Most of the affected women who had applied derivative asylum to protect their daughters from FGM had waited for years in the asylum system, longest for over eight years. In many cases women themselves were also fleeing other forms of “honour”-based violence. Women experienced the lengthy process even when their claims had been supported by medical evidence on mother’s FGM-status, Country Policy and Information Reports or documentary evidence such as letters from the family evidencing the continued treat of FGM or forced marriage. Women were frequently challenged to internally relocate, despite lack of police protection and their financial dependency in the family unit. Some women had undergone invasive medical examinations, only to have their experiences of FGM undermined during asylum interviews. All women, along with interviewed men and key informants, described widespread culture of disbelief during asylum interviews:

When I said, if you send me home, my daughter is going to go through FGM and my husband is going to do this [domestic abuse], they [the interviewer] were like, “Does your husband know you are here?” I said I don’t know, but I never told him. Even my kids don’t know that I’m here. But if I go home, I would want to see my kids. And they asked: “Why would you want to see your kids?”
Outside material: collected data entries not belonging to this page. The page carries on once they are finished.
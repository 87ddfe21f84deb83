//! Single-predicate filter controls shared by both view layouts.

use dioxus::prelude::*;

use console_domain::{
    available_operators, column, default_operator, ColumnKind, FilterOperator, FilterPredicate,
    COLUMNS,
};

fn kind_of(field: &str) -> ColumnKind {
    column(field).map(|col| col.kind).unwrap_or(ColumnKind::Text)
}

#[component]
pub fn FilterBar(predicate: Signal<Option<FilterPredicate>>) -> Element {
    let mut predicate = predicate;
    let mut field = use_signal(|| COLUMNS[0].field.to_string());
    let mut operator = use_signal(|| default_operator(COLUMNS[0].kind));
    let mut value = use_signal(String::new);

    let operators = available_operators(kind_of(&field.read()));
    let operator_label = operator.read().label();

    let mut apply = move || {
        if value.read().is_empty() {
            return;
        }
        predicate.set(Some(FilterPredicate {
            field: field(),
            operator: operator(),
            value: value(),
        }));
    };

    rsx! {
        div { class: "filter-bar",
            select {
                class: "filter-select",
                value: "{field}",
                onchange: move |evt| {
                    let next = evt.value();
                    // A new field resets the operator to the first choice
                    // for that field's kind.
                    operator.set(default_operator(kind_of(&next)));
                    field.set(next);
                },
                for col in COLUMNS.iter() {
                    option { value: "{col.field}", "{col.header}" }
                }
            }

            select {
                class: "filter-select",
                value: "{operator_label}",
                onchange: move |evt| {
                    if let Some(parsed) = FilterOperator::from_label(&evt.value()) {
                        operator.set(parsed);
                    }
                },
                for label in operators.iter().map(|op| op.label()) {
                    option { value: "{label}", "{label}" }
                }
            }

            input {
                class: "filter-value",
                placeholder: "Value",
                value: "{value}",
                oninput: move |evt| value.set(evt.value()),
                onkeydown: move |evt| {
                    if evt.key() == Key::Enter {
                        apply();
                    }
                },
            }

            button {
                class: "filter-apply",
                disabled: value.read().is_empty(),
                onclick: move |_| apply(),
                "Apply Filter"
            }

            button {
                class: "filter-clear",
                onclick: move |_| {
                    value.set(String::new());
                    field.set(COLUMNS[0].field.to_string());
                    operator.set(default_operator(COLUMNS[0].kind));
                    predicate.set(None);
                },
                "Clear Filter"
            }
        }
    }
}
Many women’s wellbeing was seriously undermined by hostile questioning and dismissive attitudes towards disclosures of trauma. Women described asylum as “exhausting”, “frightening”, “inhumane”, and as “torture”. Women reported experiencing symptoms of depression, anxiety, sleep problems, panic attacks, suicidal thoughts, and feelings of shame, unsafety and loneliness during the asylum process. The asylum system acts as a barrier to information and support services. The ongoing limbo and asylum poverty many of the women continued to be in severely undermined their trust in others, self-confidence and independence, and their capacity to make sense of their own experiences of FGM to move on with their lives.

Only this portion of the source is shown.